Il y a 30 ans, la plage mesurait environ 70 mètres. Maintenant, il en a quelques-uns. « J'ai connu une plage qui faisait bien plus de 100 mètres de long et maintenant les parasols arrivent jusqu'à chez moi », raconte Ángeles. « Maintenant, vous entrez dans la mer et pour qu'elle se couvre, vous devez marcher et marcher vers l'intérieur », ajoute Ximo.

« J'ai grandi en jouant et en courant sur cette plage. C'est pourquoi mes parents ont décidé de rester. Maintenant, il ne reste presque plus de sable », raconte Patricia Zwiebel, d'origine allemande et propriétaire de l'hôtel Úrsula, situé à côté du bloc endommagé. Elle a également été expulsée et sa propriété est fermée pour examen.

La réduction continue de la plage et des dunes laisse la voie libre aux assauts de la mer pour atteindre directement le centre urbain. Le maire souligne que l'érosion augmente en raison du manque de sédimentation depuis la construction du brise-lames dans la commune voisine de Cullera.

Romero souligne que le ministère de la Transition écologique accélère le processus de démarrage du projet consistant à élargir les brise-lames, en créant une barrière transversale pour protéger les tonnes de sable qui seront transférées pour récupérer les plages des Tavernes de la Valldigna, comme cela a été fait aux Deveses de Dénia. En outre, il critique dans ce contexte que la Generalitat, présidée par le PP, autorise la construction d'hôtels et d'autres infrastructures à 100 mètres de la mer.

La tempête a une fois de plus mis en évidence la fragilité du littoral urbanisé valencien, surtout depuis les années 1960, avec des paramètres qui se heurtent à la réalité actuelle, caractérisée par le changement climatique, l'élévation du niveau de la mer, la perte de sable sur certaines plages et la multiplication de violentes tempêtes.

D'autres villes côtières valenciennes ont également subi les assauts de la tempête ce mardi. La Mairie d'Almassora (Castellón) a annoncé que la promenade du bord de mer sera fermée à la circulation routière demain jeudi, en raison des conséquences de la forte tempête maritime, et que les travaux de nettoyage dans la zone touchée commenceront cet après-midi.

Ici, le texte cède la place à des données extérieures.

use std::fs::{File, OpenOptions};
use std::io::{self, BufReader, BufWriter};
use std::net::{IpAddr, SocketAddr, UdpSocket};
use std::path::{Component, Path, PathBuf};
use std::time::Duration;

use tokio_util::sync::CancellationToken;

#[allow(unused)]
use log::{info, warn, error, debug, trace};

use crate::tftp::error::{OptionError, RequestError};
use crate::tftp::options::{parse_tftp_options, OptionSet, TftpOption};
use crate::tftp::packet::Packet;
use crate::tftp::transfer::{LogSink, ReceiveTransaction, SendTransaction};
use crate::tftp::{consts, ErrorCode, Mode, RequestKind, TftpConnection, Timings, TransferState};

// ############################################################################
// ############################################################################
// ############################################################################

/// Listens on the well-known port, validates each request and hands it to a
/// transfer thread bound to a fresh ephemeral port. The listener itself never
/// carries transfer traffic.
pub struct TftpServer {
	socket: UdpSocket,
	listen_ip: IpAddr,
	root: PathBuf,
	timings: Timings,
}

impl TftpServer {
	pub fn new(listen_addr: SocketAddr, root: PathBuf) -> io::Result<Self> {
		let socket = UdpSocket::bind(listen_addr)?;
		socket.set_read_timeout(Some(Duration::from_millis(500)))?;

		Ok(Self {
			socket,
			listen_ip: listen_addr.ip(),
			root,
			timings: Timings::default(),
		})
	}

	pub fn with_timings(mut self, timings: Timings) -> Self {
		self.timings = timings;
		self
	}

	pub fn local_addr(&self) -> io::Result<SocketAddr> {
		self.socket.local_addr()
	}

	/// The dispatcher loop. Returns once the token is cancelled.
	pub fn serve(&self, cxl_token: CancellationToken) {
		let mut buf = [ 0u8; consts::MAX_PACKET_SIZE ];

		loop {
			if cxl_token.is_cancelled() {
				warn!("server loop cancelled by signal");
				break;
			}

			let (len, client) = match self.socket.recv_from(&mut buf) {
				Ok(recv) => recv,
				Err(e) if matches!(e.kind(), io::ErrorKind::WouldBlock | io::ErrorKind::TimedOut) => continue,
				Err(e) => {
					error!("listen socket failed: {}", e);
					break;
				},
			};
			debug!("received packet ({} bytes) from {}", len, client);

			match Packet::parse(&buf[..len]) {
				Ok(pkt) if pkt.is_request() => {
					let root = self.root.clone();
					let listen_ip = self.listen_ip;
					let timings = self.timings;
					std::thread::spawn(move || {
						if let Err(e) = handle_request(listen_ip, root, timings, pkt, client) {
							info!("request from {} rejected: {}", client, e);
						}
					});
				},
				Ok(Packet::Data { .. }) | Ok(Packet::Ack { .. }) => {
					/* transfer traffic for a TID that is not this port */
					warn!("stray transfer packet on the listen port from {}", client);
					self.reject(client, ErrorCode::UnknownTid, "unknown transfer id");
				},
				Ok(_) => {
					warn!("non-request packet on the listen port from {}", client);
					self.reject(client, ErrorCode::IllegalOperation, "only TFTP requests accepted here");
				},
				Err(e) => {
					warn!("unparseable packet from {}: {}", client, e);
					self.reject(client, ErrorCode::IllegalOperation, "malformed packet");
				},
			}
		}
	}

	fn reject(&self, client: SocketAddr, code: ErrorCode, msg: &str) {
		let _ = self.socket.send_to(&Packet::error(code, msg).serialize(), client);
	}
}

pub async fn server_task(
	listen_addr: SocketAddr,
	root: PathBuf,
	cxl_token: CancellationToken,
) -> io::Result<()> {
	let server = TftpServer::new(listen_addr, root)?;
	info!("listening on {}", server.local_addr()?);

	tokio::task::spawn_blocking(move || server.serve(cxl_token))
		.await
		.map_err(|e| io::Error::new(io::ErrorKind::Other, e))
}

// ############################################################################
// #### REQUEST HANDLING ######################################################
// ############################################################################

fn handle_request(
	listen_ip: IpAddr,
	root: PathBuf,
	timings: Timings,
	pkt: Packet,
	client: SocketAddr,
) -> Result<TransferState, RequestError> {
	let (kind, filename, mode, options) = match pkt {
		Packet::Rrq { filename, mode, options } => (RequestKind::Rrq, filename, mode, options),
		Packet::Wrq { filename, mode, options } => (RequestKind::Wrq, filename, mode, options),
		_ => return Err(RequestError::MalformedRequest),
	};

	/* the transfer runs on a fresh ephemeral port; the client's source port
	 * is its TID for the whole transfer */
	let conn = TftpConnection::new(listen_ip, client.ip(), Some(client.port()))?;

	if mode == Mode::Mail {
		let _ = conn.send(&Packet::error(ErrorCode::IllegalOperation, "MAIL transfers are not supported"));
		return Err(RequestError::UnsupportedMode);
	}

	let Some(path) = resolve_under_root(&root, &filename) else {
		let _ = conn.send(&Packet::error(ErrorCode::AccessViolation, "path not served"));
		return Err(RequestError::PathOutsideRoot);
	};

	info!("{} for '{}' from {}", kind, filename, client);
	match kind {
		RequestKind::Rrq => serve_read(&conn, &path, &options, timings),
		RequestKind::Wrq => serve_write(&conn, &path, &options, timings),
	}
}

fn serve_read(
	conn: &TftpConnection,
	path: &Path,
	options: &OptionSet,
	timings: Timings,
) -> Result<TransferState, RequestError> {
	let file = match File::open(path) {
		Ok(f) => f,
		Err(e) if e.kind() == io::ErrorKind::NotFound => {
			let _ = conn.send(&Packet::error(ErrorCode::FileNotFound, "file not found"));
			return Err(RequestError::FileNotFound);
		},
		Err(e) if e.kind() == io::ErrorKind::PermissionDenied => {
			let _ = conn.send(&Packet::error(ErrorCode::AccessViolation, "access denied"));
			return Err(RequestError::FileNotAccessible);
		},
		Err(e) => {
			let _ = conn.send(&Packet::error(ErrorCode::StorageError, &e.to_string()));
			return Err(e.into());
		},
	};
	let size = file.metadata()?.len();

	let (oack_sent, timings) = negotiate(conn, options, RequestKind::Rrq, size, timings)?;

	let mut reader = BufReader::new(file);
	let mut sink = LogSink;
	/* without an OACK the request itself counts as ACK 0; with one the
	 * client has to acknowledge the options first */
	let state = SendTransaction::new(conn, &mut reader, size, oack_sent, timings, &mut sink).run();
	info!("read transfer for {} finished: {}", conn.peer_addr().map(|a| a.to_string()).unwrap_or_default(), state);
	Ok(state)
}

fn serve_write(
	conn: &TftpConnection,
	path: &Path,
	options: &OptionSet,
	timings: Timings,
) -> Result<TransferState, RequestError> {
	let file = match OpenOptions::new().write(true).create_new(true).open(path) {
		Ok(f) => f,
		Err(e) if e.kind() == io::ErrorKind::AlreadyExists => {
			let _ = conn.send(&Packet::error(ErrorCode::FileExists, "file already exists"));
			return Err(RequestError::FileExists);
		},
		Err(e) if e.kind() == io::ErrorKind::PermissionDenied => {
			let _ = conn.send(&Packet::error(ErrorCode::AccessViolation, "access denied"));
			return Err(RequestError::FileNotAccessible);
		},
		Err(e) => {
			let _ = conn.send(&Packet::error(ErrorCode::StorageError, &e.to_string()));
			return Err(e.into());
		},
	};

	let announced = options.get(consts::OPT_TRANSFERSIZE_IDENT)
		.and_then(|v| v.parse::<u64>().ok())
		.unwrap_or(0);
	let (oack_sent, timings) = negotiate(conn, options, RequestKind::Wrq, announced, timings)?;

	let mut writer = BufWriter::new(file);
	let mut sink = LogSink;
	/* an OACK replaces ACK 0 */
	let state = ReceiveTransaction::new(conn, &mut writer, !oack_sent, false, timings, &mut sink).run();
	info!("write transfer for {} finished: {}", conn.peer_addr().map(|a| a.to_string()).unwrap_or_default(), state);

	if state != TransferState::Complete {
		warn!("incomplete upload left at '{}'", path.display());
	}
	Ok(state)
}

/// Replies with an OACK when the request carries at least one option this
/// server understands. Returns whether an OACK went out and the timings the
/// transfer must use afterwards.
fn negotiate(
	conn: &TftpConnection,
	options: &OptionSet,
	kind: RequestKind,
	file_size: u64,
	mut timings: Timings,
) -> Result<(bool, Timings), RequestError> {
	if options.is_empty() {
		return Ok((false, timings));
	}

	let requested = match parse_tftp_options(options) {
		Ok(opts) => opts,
		Err(e) => {
			let _ = conn.send(&Packet::error(ErrorCode::InvalidOption, "unusable option value"));
			return Err(RequestError::Option(e));
		},
	};
	if requested.is_empty() {
		/* nothing we support: fall back to a plain transfer */
		return Ok((false, timings));
	}

	let mut reply = OptionSet::new();
	for opt in requested {
		match opt {
			TftpOption::Timeout(t) => {
				timings.resend = t;
				let (name, value) = TftpOption::Timeout(t).as_str_tuple();
				reply.insert(name, &value);
			},
			TftpOption::TransferSize(announced) => {
				let confirmed = match kind {
					RequestKind::Rrq => file_size,
					RequestKind::Wrq => announced,
				};
				let (name, value) = TftpOption::TransferSize(confirmed).as_str_tuple();
				reply.insert(name, &value);
			},
		}
	}

	conn.send(&Packet::OAck { options: reply })
		.map_err(|_| RequestError::Option(OptionError::NoAck))?;
	Ok((true, timings))
}

fn resolve_under_root(root: &Path, requested: &str) -> Option<PathBuf> {
	let requested = Path::new(requested);
	if requested.is_absolute() {
		return None;
	}

	let mut resolved = root.to_path_buf();
	for component in requested.components() {
		match component {
			Component::Normal(part) => resolved.push(part),
			Component::CurDir => {},
			/* ParentDir and prefixes would escape the served tree */
			_ => return None,
		}
	}
	Some(resolved)
}

// ############################################################################
// ############################################################################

Certains habitants, comme ceux de la plage d'Almardà à Sagunt, ont une nouvelle fois demandé des solutions telles que des récifs artificiels devant les plages pour stopper la force des vagues, et pas seulement les transferts de sable. Un débat qui reste ouvert et se reproduit après chaque tempête.

Réactions politiques

La Démarcation côtière de Valence, dépendant du ministère de la Transition écologique, réalise une « inspection détaillée » des effets sur les plages de la côte valencienne « pour évaluer les dommages et agir contre celles qui relèvent de sa juridiction », selon le sous-délégué du gouvernement à Valence, José Rodríguez. Il a souligné « l'action rapide des agents environnementaux de la Démarcation et l'engagement du Gouvernement espagnol dans la protection de la côte » et a rappelé que l'évaluation finale des effets sera obtenue une fois la tempête terminée « afin d'apporter une réponse précise ».

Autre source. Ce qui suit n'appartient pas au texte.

use std::net::{IpAddr, Ipv4Addr};
use std::path::PathBuf;
use std::time::Duration;

use clap::{Args, Parser, Subcommand, ValueEnum};

use simple_logger::SimpleLogger;

use crate::tftp::consts;
use crate::tftp::options::TftpOption;

#[derive(Parser, Debug)]
#[command(author, version, about)]
pub struct Options {
	#[arg(value_enum, short, long,
		default_value_t = DebugLevel::Warn,
		help = "Debug level to determine which messages are printed", global = true
	)]
	pub debug: DebugLevel,

	#[arg(short, long, global = true, help = "Log packets and transfer progress")]
	pub verbose: bool,

	#[command(subcommand)]
	pub run_mode: RunMode,
}

#[derive(Debug, Clone, ValueEnum, Default)]
pub enum DebugLevel {
	Off = 0,
	Error,

	#[default]
	Warn,
	Info,
	Debug,
	Trace
}
impl From<DebugLevel> for log::LevelFilter {
	fn from(value: DebugLevel) -> Self {
		match value {
			DebugLevel::Off => Self::Off,
			DebugLevel::Error => Self::Error,
			DebugLevel::Warn => Self::Warn,
			DebugLevel::Info => Self::Info,
			DebugLevel::Debug => Self::Debug,
			DebugLevel::Trace => Self::Trace,
		}
	}
}

#[derive(Debug, Args)]
pub struct ClientOpts {
	#[arg(short, long,
		default_value_t = consts::TFTP_LISTEN_PORT,
		help = "Server port the request is sent to"
	)]
	pub port: u16,

	#[arg(
		short = 'T', long, default_value_t = false,
		help = "Request (for get) or hand over (for put) the size of the file"
	)]
	pub transfer_size: bool,

	#[arg(
		short, long, value_parser = clap::value_parser!(u8).range(1..),
		help = "Negotiate the retransmit interval in seconds"
	)]
	pub timeout: Option<u8>,
}

#[derive(Subcommand, Debug)]
pub enum RunMode {
	/// Serve files below a root directory to TFTP clients
	Server {
		#[arg(short, long, default_value_t = IpAddr::V4(Ipv4Addr::UNSPECIFIED))]
		bind: IpAddr,

		#[arg(short, long, default_value_t = consts::TFTP_LISTEN_PORT)]
		port: u16,

		#[arg(short = 'r', long = "root", help = "Directory served to clients (default: working dir)")]
		root_dir: Option<PathBuf>,
	},
	/// Run one transfer; the endpoint written as host:path is the server side
	Client {
		#[command(flatten)]
		opts: ClientOpts,

		#[arg(help = "Local path or host:path")]
		source: String,

		#[arg(help = "Local path or host:path")]
		dest: String,
	},
	/// Relay transfers between a client and a server, perturbing packets on demand
	Sim {
		#[arg(short = 'c', long, default_value_t = consts::SIM_LISTEN_PORT)]
		client_port: u16,

		#[arg(short = 'a', long, default_value_t = IpAddr::V4(Ipv4Addr::LOCALHOST))]
		server_ip: IpAddr,

		#[arg(short = 'p', long, default_value_t = consts::TFTP_LISTEN_PORT)]
		server_port: u16,
	},
}

/// Maps the client flags onto the options the request will carry.
pub fn requested_tftp_options(opts: &ClientOpts) -> Vec<TftpOption> {
	let mut res: Vec<TftpOption> = Vec::with_capacity(2);
	if opts.transfer_size {
		res.push(TftpOption::TransferSize(0));
	}
	if let Some(secs) = opts.timeout {
		res.push(TftpOption::Timeout(Duration::from_secs(secs as u64)));
	}
	res
}

pub fn init_logger(debug_level: DebugLevel, verbose: bool) {
	let mut level: log::LevelFilter = debug_level.into();
	if verbose {
		level = level.max(log::LevelFilter::Info);
	}

	SimpleLogger::new()
		.with_level(level)
		.env()
		.init()
		.unwrap();
}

Pour sa part, le président de la Generalitat, Juanfran Pérez Llorca, a regretté depuis Fitur, à Madrid, l'impact qu'a eu la tempête maritime et a critiqué « l'inaction » du gouvernement espagnol concernant les actions sur la côte valencienne. Llorca a annoncé un plan spécial d'amélioration et de modernisation des plages d'une valeur de deux millions d'euros pour améliorer l'accès, le mobilier, la signalisation, la durabilité environnementale et la qualité des services.